### What you have to do
Set down, exactly as written, every line from the top of the records below to the line containing "Monthly completed-project budgets", both ends included, and no others.

### Input data

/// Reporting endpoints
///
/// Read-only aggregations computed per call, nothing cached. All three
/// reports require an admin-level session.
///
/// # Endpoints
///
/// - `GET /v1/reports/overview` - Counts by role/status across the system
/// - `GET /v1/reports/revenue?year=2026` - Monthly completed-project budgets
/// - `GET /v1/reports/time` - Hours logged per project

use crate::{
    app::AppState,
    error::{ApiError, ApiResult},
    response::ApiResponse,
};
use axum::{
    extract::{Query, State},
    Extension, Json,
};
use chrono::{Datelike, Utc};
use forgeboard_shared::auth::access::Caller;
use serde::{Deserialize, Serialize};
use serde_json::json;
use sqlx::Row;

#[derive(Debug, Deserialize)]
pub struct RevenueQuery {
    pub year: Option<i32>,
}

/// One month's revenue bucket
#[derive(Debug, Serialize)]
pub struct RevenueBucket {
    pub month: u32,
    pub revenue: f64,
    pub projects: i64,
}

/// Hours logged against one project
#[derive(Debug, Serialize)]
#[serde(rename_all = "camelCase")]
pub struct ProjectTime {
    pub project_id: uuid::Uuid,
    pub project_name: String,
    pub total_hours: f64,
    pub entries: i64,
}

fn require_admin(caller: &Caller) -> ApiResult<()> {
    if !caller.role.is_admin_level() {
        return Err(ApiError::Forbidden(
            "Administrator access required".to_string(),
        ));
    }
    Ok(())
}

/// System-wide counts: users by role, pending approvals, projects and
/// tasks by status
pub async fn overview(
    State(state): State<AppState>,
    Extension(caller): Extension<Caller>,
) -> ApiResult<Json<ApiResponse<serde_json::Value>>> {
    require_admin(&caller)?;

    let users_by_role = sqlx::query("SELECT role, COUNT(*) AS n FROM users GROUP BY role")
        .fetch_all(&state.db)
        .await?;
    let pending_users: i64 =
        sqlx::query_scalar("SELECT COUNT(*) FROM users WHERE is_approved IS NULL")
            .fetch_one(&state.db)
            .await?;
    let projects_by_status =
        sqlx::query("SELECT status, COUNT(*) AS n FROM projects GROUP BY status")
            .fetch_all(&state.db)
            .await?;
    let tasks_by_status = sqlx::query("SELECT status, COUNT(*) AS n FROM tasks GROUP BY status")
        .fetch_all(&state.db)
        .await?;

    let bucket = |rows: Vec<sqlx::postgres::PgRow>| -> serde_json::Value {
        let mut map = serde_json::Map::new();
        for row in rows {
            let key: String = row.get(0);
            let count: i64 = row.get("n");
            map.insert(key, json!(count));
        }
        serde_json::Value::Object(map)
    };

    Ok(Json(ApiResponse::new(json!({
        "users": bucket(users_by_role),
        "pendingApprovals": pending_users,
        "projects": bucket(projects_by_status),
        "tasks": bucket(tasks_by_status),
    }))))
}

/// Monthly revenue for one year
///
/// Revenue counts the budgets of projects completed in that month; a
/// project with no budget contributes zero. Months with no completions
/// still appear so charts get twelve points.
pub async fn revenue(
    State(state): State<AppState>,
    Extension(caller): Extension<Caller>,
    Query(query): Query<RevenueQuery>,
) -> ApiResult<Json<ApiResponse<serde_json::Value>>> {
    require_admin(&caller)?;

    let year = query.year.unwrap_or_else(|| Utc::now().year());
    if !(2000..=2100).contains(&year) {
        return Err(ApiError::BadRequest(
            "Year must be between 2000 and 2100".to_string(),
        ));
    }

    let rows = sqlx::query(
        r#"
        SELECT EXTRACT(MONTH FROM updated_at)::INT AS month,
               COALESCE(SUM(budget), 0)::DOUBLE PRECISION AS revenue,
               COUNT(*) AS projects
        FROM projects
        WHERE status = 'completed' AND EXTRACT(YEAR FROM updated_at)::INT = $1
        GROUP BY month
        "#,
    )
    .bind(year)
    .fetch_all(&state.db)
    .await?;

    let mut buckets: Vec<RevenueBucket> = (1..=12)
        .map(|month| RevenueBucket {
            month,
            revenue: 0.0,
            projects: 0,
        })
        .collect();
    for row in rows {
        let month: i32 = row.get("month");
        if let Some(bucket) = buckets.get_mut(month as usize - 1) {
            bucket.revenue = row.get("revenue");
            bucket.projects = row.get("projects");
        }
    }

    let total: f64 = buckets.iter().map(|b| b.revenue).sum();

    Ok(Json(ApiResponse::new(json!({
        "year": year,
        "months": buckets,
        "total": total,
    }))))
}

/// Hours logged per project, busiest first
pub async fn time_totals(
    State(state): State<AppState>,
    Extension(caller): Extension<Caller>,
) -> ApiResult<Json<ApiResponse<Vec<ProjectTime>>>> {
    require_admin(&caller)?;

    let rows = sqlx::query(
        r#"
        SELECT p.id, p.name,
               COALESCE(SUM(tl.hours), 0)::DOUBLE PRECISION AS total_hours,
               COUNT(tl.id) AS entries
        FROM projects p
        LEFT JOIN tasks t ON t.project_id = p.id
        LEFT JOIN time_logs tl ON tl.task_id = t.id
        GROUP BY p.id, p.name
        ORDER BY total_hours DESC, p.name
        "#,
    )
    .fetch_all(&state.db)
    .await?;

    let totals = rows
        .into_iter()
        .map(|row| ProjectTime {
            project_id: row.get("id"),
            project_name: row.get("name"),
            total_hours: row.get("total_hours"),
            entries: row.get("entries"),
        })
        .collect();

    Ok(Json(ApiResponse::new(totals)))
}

### Answer section
/// Reporting endpoints
///
/// Read-only aggregations computed per call, nothing cached. All three
/// reports require an admin-level session.
///
/// # Endpoints
///
/// - `GET /v1/reports/overview` - Counts by role/status across the system
/// - `GET /v1/reports/revenue?year=2026` - Monthly completed-project budgets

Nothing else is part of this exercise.